The district court issued declaratory and injunctive relief, directed the implementation of court-determined claims processing guidelines, ordered “reprocessing” of all class members’ claims in accordance with the new guidelines, and appointed a special master to oversee compliance for ten years.
UBH appealed and argued that Plaintiffs lacked Article III standing to bring their claims because: (1) Plaintiffs did not suffer concrete injuries; and (2) Plaintiffs did not show proof of benefits denied, and so they cannot show any damages traceable to UBH’s Guidelines. The 9th Circuit disagreed with this argument in the published case of Wit v United Behavioral Health -20-17363 (Aug 2023). However it did find error in other aspects of the trial court orders, and reversed in part.

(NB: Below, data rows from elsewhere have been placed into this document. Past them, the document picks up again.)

impl SessionActor {
    async fn run(
        mut self,
        mut commands: mpsc::UnboundedReceiver<Command>,
        channel_events: mpsc::UnboundedReceiver<ChannelEvent>,
    ) {
        let mut channel_events = Some(channel_events);

        loop {
            let deadline = self.next_deadline();
            tokio::select! {
                command = commands.recv() => match command {
                    Some(Command::Close(ack)) => {
                        self.teardown();
                        let _ = ack.send(());
                        return;
                    }
                    Some(command) => self.handle_command(command),
                    None => break,
                },
                event = next_event(&mut channel_events) => match event {
                    Some(event) => self.handle_channel_event(event),
                    None => {
                        channel_events = None;
                        self.on_channel_gone();
                    }
                },
                _ = wait_until(deadline) => self.on_timers(Instant::now()),
            }
        }

        self.teardown();
    }

    fn next_deadline(&self) -> Option<Instant> {
        // While a remote patch settles, local timers wait for it
        self.echo.deadline().or_else(|| self.broadcaster.next_deadline())
    }

    fn handle_command(&mut self, command: Command) {
        match command {
            Command::Edit(content) => self.on_local_edit(content),
            Command::MoveCursor(selection) => self.on_local_cursor(selection),
            Command::Snapshot(reply) => {
                let _ = reply.send(self.snapshot());
            }
            Command::Close(_) => {}
        }
    }

    fn handle_channel_event(&mut self, event: ChannelEvent) {
        match event {
            ChannelEvent::Status { status, reason } => self.on_status(status, reason),
            ChannelEvent::PresenceSync { presence } => {
                self.registry.sync(&presence, Utc::now());
                self.emit_collaborators();
            }
            ChannelEvent::ContentChange(change) => self.on_remote_content(change),
            ChannelEvent::CursorUpdate(update) => {
                if self.registry.apply_cursor(&update, Utc::now()) {
                    self.emit_collaborators();
                }
            }
            ChannelEvent::TypingUpdate(update) => {
                if self.registry.apply_typing(&update, Utc::now()) {
                    self.emit_collaborators();
                }
            }
        }
    }

    fn on_status(&mut self, status: ChannelStatus, reason: Option<String>) {
        let reason = reason.unwrap_or_default();
        match status {
            ChannelStatus::Subscribed => {
                info!("Subscribed to channel {} as {}", self.channel_name, self.user.id);
                self.set_connection(ConnectionState::Connected);
                self.track_presence();
            }
            ChannelStatus::ChannelError | ChannelStatus::TimedOut => {
                error!("Channel {} failed ({:?}): {}", self.channel_name, status, reason);
                self.go_offline();
            }
            ChannelStatus::Closed => {
                info!("Channel {} closed", self.channel_name);
                self.go_offline();
            }
        }
    }

    fn on_channel_gone(&mut self) {
        if self.connection() != ConnectionState::Disconnected {
            warn!("Event stream for channel {} ended", self.channel_name);
            self.go_offline();
        }
    }

    fn track_presence(&mut self) {
        let Some(channel) = &self.channel else {
            return;
        };
        let mut state = self.user.presence_state();
        if let Some(sel) = self.editor.selection() {
            state.cursor_position = Some(sel.start);
            state.selection_start = Some(sel.start);
            state.selection_end = Some(sel.end);
        }
        if let Err(e) = channel.track(state) {
            error!("Failed to track presence on {}: {}", self.channel_name, e);
        }
    }

    fn on_remote_content(&mut self, change: ContentChange) {
        if change.user_id == self.user.id {
            debug!("Ignoring echo of own content on {}", self.channel_name);
            return;
        }
        if let Err(e) = self.echo.begin_remote(Instant::now()) {
            warn!("Dropping remote content from {} on {}: {}", change.user_id, self.channel_name, e);
            return;
        }

        debug!(
            "Applying remote content from {} on {} ({} bytes)",
            change.user_id,
            self.channel_name,
            change.content.len()
        );
        self.broadcaster.discard_pending_content();
        // Peers now hold this content; editing back to our previous snapshot must be sent again
        self.broadcaster.mark_sent(&change.content);
        apply_remote(self.editor.as_mut(), &change.content);
        self.emit(SessionEvent::ContentChanged {
            content: change.content,
            origin: ChangeOrigin::Remote,
        });
    }

    fn on_local_edit(&mut self, content: String) {
        if let Err(e) = self.editor.edit(&content) {
            warn!("Rejected local edit on {}: {}", self.channel_name, e);
            return;
        }
        if !self.echo.allows_local() {
            debug!("Local change on {} while remote change settles, not broadcast", self.channel_name);
            return;
        }

        let cursor = self.editor.selection().map(|sel| sel.start);
        let typing = self.broadcaster.on_local_edit(&content, cursor, Instant::now());
        self.emit(SessionEvent::ContentChanged {
            content,
            origin: ChangeOrigin::Local,
        });
        if let Some(Outgoing::Typing(is_typing)) = typing {
            self.send_typing(is_typing);
        }
    }

    fn on_local_cursor(&mut self, selection: Selection) {
        if !self.echo.allows_local() {
            return;
        }
        if let Err(e) = self.editor.set_selection(selection) {
            warn!("Ignoring cursor move on {}: {}", self.channel_name, e);
            return;
        }
        self.send_local(BroadcastEvent::CursorUpdate(CursorUpdate {
            user_id: self.user.id.clone(),
            cursor_position: selection.start,
            selection_start: selection.start,
            selection_end: selection.end,
        }));
    }

    fn on_timers(&mut self, now: Instant) {
        self.echo.settle(now);
        if !self.echo.allows_local() {
            return;
        }

        for outgoing in self.broadcaster.poll(now) {
            match outgoing {
                Outgoing::Content {
                    content,
                    cursor_position,
                } => {
                    let change = ContentChange {
                        content,
                        user_id: self.user.id.clone(),
                        user_email: self.user.email.clone(),
                        timestamp: Utc::now(),
                        cursor_position,
                    };
                    let sent_content = change.content.clone();
                    if self.send_local(BroadcastEvent::ContentChange(change)) {
                        self.broadcaster.mark_sent(&sent_content);
                    }
                }
                Outgoing::Typing(is_typing) => self.send_typing(is_typing),
            }
        }
    }

    fn send_typing(&mut self, is_typing: bool) {
        self.send_local(BroadcastEvent::TypingUpdate(TypingUpdate {
            user_id: self.user.id.clone(),
            is_typing,
        }));
    }

    /// Put a local event on the channel. Returns whether it was handed to the transport.
    fn send_local(&mut self, event: BroadcastEvent) -> bool {
        if self.connection() != ConnectionState::Connected {
            debug!("Offline, not broadcasting on {}", self.channel_name);
            return false;
        }
        let Some(channel) = &self.channel else {
            return false;
        };
        if let Err(e) = self.echo.begin_local() {
            debug!("Not broadcasting on {}: {}", self.channel_name, e);
            return false;
        }
        let result = channel.send(event);
        self.echo.end_local();

        match result {
            Ok(()) => true,
            Err(e) => {
                error!("Failed to broadcast on {}: {}", self.channel_name, e);
                false
            }
        }
    }

    fn go_offline(&mut self) {
        self.set_connection(ConnectionState::Disconnected);
        if !self.registry.collaborators().is_empty() {
            self.registry.clear();
            self.emit_collaborators();
        }
    }

    fn teardown(&mut self) {
        self.broadcaster.cancel();
        self.echo.reset();
        self.disposers.dispose();
        self.registry.clear();
        self.set_connection(ConnectionState::Disconnected);
        info!("Session on {} closed", self.channel_name);
    }

    fn snapshot(&self) -> SessionSnapshot {
        SessionSnapshot {
            content: self.editor.content().to_string(),
            selection: self.editor.selection(),
            connection: self.connection(),
            echo: self.echo.state(),
            collaborators: self.registry.collaborators().to_vec(),
            remote_cursors: remote_cursors(self.editor.as_ref(), self.registry.collaborators()),
        }
    }

    fn connection(&self) -> ConnectionState {
        *self.connection.borrow()
    }

    fn set_connection(&mut self, state: ConnectionState) {
        if self.connection() == state {
            return;
        }
        debug!("Channel {} is now {:?}", self.channel_name, state);
        self.connection.send_replace(state);
        self.emit(SessionEvent::Connection(state));
    }

    fn emit_collaborators(&self) {
        self.emit(SessionEvent::CollaboratorsChanged(self.registry.collaborators().to_vec()));
    }

    fn emit(&self, event: SessionEvent) {
        // The owner may have stopped listening; the session keeps running regardless
        let _ = self.events.send(event);
    }
}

To establish standing under Article III, a plaintiff must show (i) that he suffered an injury in fact that is concrete, particularized, and actual or imminent; (ii) that the injury was likely caused by the defendant; and (iii) that the injury would likely be redressed by judicial relief. The 9th Circuit ruled that Plaintiffs met all three criteria.
UBH also appealed from the district court’s class certification order. The district court’s class certification decision was reviewed for an abuse of discretion. As to Plaintiffs’ denial of benefits claim, the 9th Circuit agreed, and concluded that the district court erred in granting class certification here based on its determination that the class members were entitled to have their claims reprocessed regardless of the individual circumstances at issue in their claims. It ordered remand for claim reprocessing where a plaintiff has shown that his or her claim was denied based on the wrong standard and that he or she might be entitled to benefits under the proper standard.
UBH further argues that the district court erred by concluding that the Guidelines improperly deviated from GASC, and by failing to apply an appropriate level of deference to UBH’s interpretation of the Plans. It was undisputed that the Plans in this case confer UBH with discretionary authority to interpret the Plan terms. But where “an administrator has a dual role as plan administrator and plan insurer, there is a structural conflict of interest .”
However, the district court’s findings did not excuse it from applying the abuse of discretion standard. “Abuse of discretion review applies to a discretion-granting plan even if the administrator has a conflict of interest.” In short, while the Plans mandated that a treatment be consistent with GASC, they did not compel UBH to cover all treatment that was consistent with GASC.
Thus the 9th Circuit reversed the district court’s judgment that UBH wrongfully denied benefits to the named Plaintiffs to the extent the district court concluded the Plans require coverage for all care consistent with GASC.